Situs Makam Tua Belanda di Pemakaman Umum Kucur, Kelurahan Sidoharjo, Kecamatan Pacitan, Kabupaten Pacitan – Jawa Timur
PRABANGKARANEWS, PACITAN – Di antara hamparan perbukitan dan lembah yang menyimpan banyak kisah masa lalu, Pacitan ternyata memiliki peninggalan sejarah yang nyaris terlupakan: Citus Makam Tua Belanda yang terletak di Pemakaman Umum Kucur, Kelurahan Sidoharjo, Kecamatan Pacitan. Jejak ini diperkirakan berasal dari abad ke-18 Masehi, masa ketika wilayah Pacitan masih berada di bawah kekuasaan kolonial Belanda setelah masa singkat pendudukan Inggris Raya.
Tersebutlah seorang Entenaar, seorang priyayi Belanda yang bertugas di Pacitan. Ia dikenal sebagai seorang pengelola perkebunan kopi (Sinder Belanda) yang bertanggung jawab atas seluruh kegiatan produksi kopi di wilayah Nawangan dan sekitarnya.
Dari negeri asalnya, Negeri Kincir Angin, ia datang membawa pengetahuan tentang perkebunan dan sistem tanam modern. Dalam kesehariannya, ia terjun langsung mulai dari penyiapan lahan, persemaian bibit unggul, penanaman, perawatan, hingga pemanenan dan pendistribusian hasil panen kopi Pacitan ke berbagai daerah hingga sampai ke benua Eropa.
Pada masa itu, biji kopi Pacitan jenis “Labrican” sangat tersohor di Eropa karena aroma dan cita rasanya yang khas—suatu keunikan yang tidak dimiliki oleh kopi dari wilayah lain di Nusantara.
Namun, di balik gemuruh aktivitas perkebunan dan aroma kopi yang semerbak, tersimpan kisah cinta yang mengharukan. Sang Sinder Belanda ini jatuh hati kepada seorang gadis pribumi Pacitan yang dikenal masyarakat dengan nama Jamiyah, seorang perempuan berparas ayu dan berhati lembut.
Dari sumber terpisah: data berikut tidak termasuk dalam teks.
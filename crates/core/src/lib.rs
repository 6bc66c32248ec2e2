//! Pure domain logic for the Callsheet production scheduling platform.
//!
//! This crate has zero internal dependencies so it can be used by the
//! API/repository layer and by any future CLI or worker tooling. It holds
//! the scheduling conflict engine, personnel decoding, role/capability
//! definitions, and input validation.

pub mod conflicts;
pub mod error;
pub mod personnel;
pub mod roles;
pub mod types;
pub mod validation;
Cinta mereka tumbuh di tengah tembok tinggi perbedaan status sosial dan budaya. Pertentangan datang, baik dari pihak pemerintah kolonial Belanda maupun orang tua Jamiyah yang menolak hubungan tersebut. Cinta yang bersemi harus berakhir dalam perpisahan; sang Sinder dipindahtugaskan ke luar Pacitan, jauh dari kekasih hatinya.
Tak kuasa menahan rindu dan derita perpisahan, Jamiyah jatuh sakit dan akhirnya meninggal dunia. Kabar duka itu sampai ke telinga sang Sinder Belanda. Dengan hati hancur, ia kembali ke Pacitan dan membangun makam bergaya Eropa di tempat peristirahatan terakhir kekasihnya — makam itu berukuran sekitar 3 meter panjang dan 4 meter lebar, berhias ornamen bergaya Romawi kuno, lengkap dengan tulisan berhuruf Romawi yang kini mulai pudar dimakan usia.
Makam tua ini menjadi saksi bisu sebuah kisah cinta lintas bangsa dan perbedaan sosial, cinta yang melampaui batas warna kulit dan derajat manusia.
Kini, citus Makam Tua Belanda di Kucur berdiri sunyi di antara nisan-nisan masyarakat setempat, menjadi pengingat bahwa di tanah Pacitan yang damai ini pernah terpatri kisah cinta sejati—
“Cinta kepada pujaan hati yang tak mengenal batas dan perbedaan.”